It is possible to write very tiny executables in C. The trick is to avoid
pulling in unused overhead from the C standard library. The first thing to
do is generate a .MAP file and look at it to see what you are pulling in.
Then, see if large and complex functions can be replaced by small and simple
once. For instance, make sure you are not pulling in floating point code
if you aren't using it. Also, try to replace things like printf("abc") with
puts("abc"), as printf is very big and pulls in a lot.

Purchase the library source for your compiler, and study it to see what
depends on what. I think you'll find it very worthwhile!

dhesi%cirrusl@oliveb.ATC.olivetti.com (Rahul Dhesi) (11/14/90)

(MS-DOS specific stuff follows.)

I found that executables resulting from Turbo C 1.0 compilations could
be made much smaller if I wrote my own customized C run-time
initilization code.  The standard run-time stuff under MS-DOS does zero
or more of the following things:

- Put some standard things in global variables.  E.g.
  MS-DOS version  and address of PSP (program segment prefix).

- Allocate BSS space (if not already done during loading).
  Initialize BSS data to zeroes.

- Allocate space for a stack, exit with error if insufficient
  space available.

- If the program uses near data, make the environment variables
  available in near memory by allocating memory and making a local copy
  of the environment.

- Initialize a block of memory at address 0 (or offset 0), for
  later checking of NULL pointer dereferencing.  (There may be no
  actual run-time initialization, but the memory is still allocated,
  and may take up space in the executable.)

- Collect arguments from the command line.  Test for MS-DOS
  version;  if 3.0 or greater, initilize argv[0] from the pathname
  following the environment data, else initilize argv[0] to point to a
  null character.  Allocate memory for argv[1] onwards.  Parse command
  line, interpreting blank, tab, double quotes, and backslash-
  quoted-double-quote intelligently.  Split command line into tokens,
  allocate memory, and initialize argv[1] onwards.

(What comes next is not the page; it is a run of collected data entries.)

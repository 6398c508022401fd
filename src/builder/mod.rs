//! Build script generation.
//!
//! This module turns a layout and a toolchain into include flags, an object
//! manifest, and the Makefile that links them into a loadable module.

pub mod discovery;
pub mod flags;
pub mod makefile;
pub mod toolchain;

pub use discovery::ObjectManifest;
pub use flags::{CompilerFlags, IncludeFlag};
pub use makefile::{BuildScript, BuildScriptInput, BuildScriptSummary, BUILD_SCRIPT_NAME};
pub use toolchain::{
    detect_toolchain, CommandSpec, GccToolchain, HostEnv, MakeDialect, MsvcToolchain, Toolchain,
    ToolchainPlatform,
};
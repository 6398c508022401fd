//! `extconf flags` command

use anyhow::Result;

use crate::cli::FlagsArgs;
use extconf::ops::ConfigurePlan;

pub fn execute(args: FlagsArgs) -> Result<()> {
    let opts = super::configure_options(&args.layout, None)?;
    let plan = ConfigurePlan::resolve(&opts)?;
    let flags = plan.flags();

    if args.roles {
        println!("# Include flags for `{}`:", plan.spec.target());
        for include in flags.includes() {
            println!("  {}    # from: {}", include.flag, include.role);
        }
    } else {
        println!("{}", flags);
    }

    Ok(())
}
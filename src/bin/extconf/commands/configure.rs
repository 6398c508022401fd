//! `extconf configure` command

use anyhow::Result;

use crate::cli::ConfigureArgs;
use extconf::ops::{configure, ConfigurePlan};

pub fn execute(args: ConfigureArgs) -> Result<()> {
    let opts = super::configure_options(&args.layout, args.out.as_deref())?;

    if args.plan {
        let script = ConfigurePlan::resolve(&opts)?.build_script()?;
        println!("{}", serde_json::to_string_pretty(&script.summary())?);
        return Ok(());
    }

    let outcome = configure(&opts)?;
    if outcome.changed {
        eprintln!(
            "  Configured `{}` ({} objects) -> {}",
            outcome.script.target(),
            outcome.script.objects().len(),
            outcome.path.display()
        );
    } else {
        eprintln!("       Fresh {}", outcome.path.display());
    }

    Ok(())
}
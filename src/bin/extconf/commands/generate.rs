//! `extconf generate` command

use anyhow::Result;

use crate::cli::GenerateArgs;
use extconf::binding::ProcessDriver;
use extconf::ops::{generate, GenerateOptions};

pub fn execute(args: GenerateArgs) -> Result<()> {
    let driver = ProcessDriver::locate(args.cfc)?;

    let opts = GenerateOptions {
        dest: args.dest,
        source_dirs: args.source_dirs,
        include_dirs: args.include_dirs,
        header: args.header,
        footer: args.footer,
        modified: args.modified,
    };
    generate(&opts, &driver)?;

    eprintln!("   Generated {}", opts.dest.display());
    Ok(())
}
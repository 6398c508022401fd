//! Implementation of `extconf generate`.
//!
//! Runs the binding compiler over a set of declaration directories.

use std::path::{Path, PathBuf};

use anyhow::Result;

use crate::binding::{CompilerDriver, CoreBinding, Hierarchy};
use crate::util::fs::read_to_string;

/// Options for generating bindings.
#[derive(Debug, Clone, Default)]
pub struct GenerateOptions {
    /// Output directory for generated files
    pub dest: PathBuf,
    pub source_dirs: Vec<PathBuf>,
    pub include_dirs: Vec<PathBuf>,
    /// File whose text is prepended to every generated file
    pub header: Option<PathBuf>,
    /// File whose text is appended to every generated file
    pub footer: Option<PathBuf>,
    /// Write every file, changed or not
    pub modified: bool,
}

/// Build the hierarchy and write the core binding.
pub fn generate(opts: &GenerateOptions, driver: &dyn CompilerDriver) -> Result<()> {
    let mut hierarchy = Hierarchy::new(&opts.dest);
    for dir in &opts.source_dirs {
        hierarchy.add_source_dir(dir);
    }
    for dir in &opts.include_dirs {
        hierarchy.add_include_dir(dir);
    }
    hierarchy.build(driver)?;

    let header = read_optional(opts.header.as_deref())?;
    let footer = read_optional(opts.footer.as_deref())?;

    let core = CoreBinding::new(&hierarchy, header, footer);
    core.write_all_modified(opts.modified, driver)?;

    tracing::info!("bindings written to {}", opts.dest.display());
    Ok(())
}

fn read_optional(path: Option<&Path>) -> Result<String> {
    match path {
        Some(path) => read_to_string(path),
        None => Ok(String::new()),
    }
}
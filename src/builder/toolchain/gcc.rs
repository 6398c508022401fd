//! GCC/Clang toolchain implementation.

use std::path::{Path, PathBuf};

use super::{
    quote_if_needed, CommandSpec, CompileInput, LinkInput, MakeDialect, Toolchain,
    ToolchainPlatform,
};

/// GCC/Clang toolchain (Unix-like systems, MinGW).
#[derive(Debug, Clone)]
pub struct GccToolchain {
    /// Path to the C compiler
    pub cc: PathBuf,
    /// Compiler family (gcc, clang)
    pub family: ToolchainPlatform,
}

impl GccToolchain {
    /// Create a new GCC-style toolchain.
    pub fn new(cc: PathBuf, family: ToolchainPlatform) -> Self {
        GccToolchain { cc, family }
    }
}

impl Toolchain for GccToolchain {
    fn platform(&self) -> ToolchainPlatform {
        self.family
    }

    fn compiler_path(&self) -> &Path {
        &self.cc
    }

    fn include_flag(&self, dir: &str) -> String {
        format!("-I{}", quote_if_needed(dir))
    }

    fn pic_flags(&self) -> Vec<String> {
        if cfg!(windows) {
            Vec::new()
        } else {
            vec!["-fPIC".to_string()]
        }
    }

    fn compile_command(&self, input: &CompileInput) -> CommandSpec {
        CommandSpec::new("$(CC)")
            .arg("$(CFLAGS)")
            .arg("-c")
            .arg(&input.source)
            .arg("-o")
            .arg(&input.output)
    }

    fn link_shared_command(&self, input: &LinkInput) -> CommandSpec {
        let mut cmd = CommandSpec::new("$(CC)");

        // Host runtimes resolve their own symbols when the module is loaded
        if cfg!(target_os = "macos") {
            cmd = cmd.args(["-bundle", "-undefined", "dynamic_lookup"]);
        } else {
            cmd = cmd.arg("-shared");
        }

        cmd.arg("-o")
            .arg(&input.output)
            .arg(&input.objects)
            .arg("$(LDFLAGS)")
    }

    fn object_suffix(&self) -> &str {
        ".o"
    }

    fn module_suffix(&self) -> &str {
        if cfg!(target_os = "macos") {
            ".bundle"
        } else if cfg!(windows) {
            ".dll"
        } else {
            ".so"
        }
    }

    fn make_dialect(&self) -> MakeDialect {
        MakeDialect::Posix
    }
}

#[cfg(test)]
mod tests {
    use super::*;

    fn gcc() -> GccToolchain {
        GccToolchain::new(PathBuf::from("/usr/bin/gcc"), ToolchainPlatform::Gcc)
    }

    #[test]
    fn test_include_flag() {
        assert_eq!(gcc().include_flag("../../include"), "-I../../include");
        assert_eq!(gcc().include_flag("my dir"), "-I\"my dir\"");
    }

    #[test]
    fn test_compile_command() {
        let cmd = gcc().compile_command(&CompileInput {
            source: "$(srcdir)/CFC.c".to_string(),
            output: "$@".to_string(),
        });
        assert_eq!(cmd.to_recipe(), "$(CC) $(CFLAGS) -c $(srcdir)/CFC.c -o $@");
    }

    #[test]
    fn test_link_shared_command() {
        let cmd = gcc().link_shared_command(&LinkInput {
            objects: "$(OBJS)".to_string(),
            output: "$@".to_string(),
        });
        let recipe = cmd.to_recipe();
        assert!(recipe.starts_with("$(CC) "));
        assert!(recipe.ends_with("-o $@ $(OBJS) $(LDFLAGS)"));
    }

    #[test]
    fn test_suffixes() {
        assert_eq!(gcc().object_suffix(), ".o");
        assert!(gcc().module_suffix().starts_with('.'));
        assert_eq!(gcc().make_dialect(), MakeDialect::Posix);
    }
}
//! Core data structures for extconf.
//!
//! - Layout roots relative to the configurator (`PathSet`)
//! - The extension being built (`ExtensionSpec`)

pub mod extension;
pub mod layout;

pub use extension::ExtensionSpec;
pub use layout::{LayoutPreset, PathSet, RelativePath, RootRole};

- Call main() with parameters.  Wait for return.  Upon return,
  check memory at address 0 for possible NULL pointer dereference
  and possibly print an error message.

- If stdio was linked in, call a routine to close all files.

- Exit back to MS-DOS, supplying the exit system call with the return
  code received from main().
--
Rahul Dhesi <dhesi%cirrusl@oliveb.ATC.olivetti.com>
UUCP:  oliveb!cirrusl!dhesi

hp@vmars.tuwien.ac.at (Peter Holzer) (11/20/90)

bright@nazgul.UUCP (Walter Bright) writes:
       ^^^^^^ Beware! The Nine are riding again!!!

>In article <16398@mentor.cc.purdue.edu> nuspljj@mentor.cc.purdue.edu (Joseph J. Nuspl Jr.) writes:
>/I am trying to keep the size of the
>/executables small and have the speed of execution as fast as possible.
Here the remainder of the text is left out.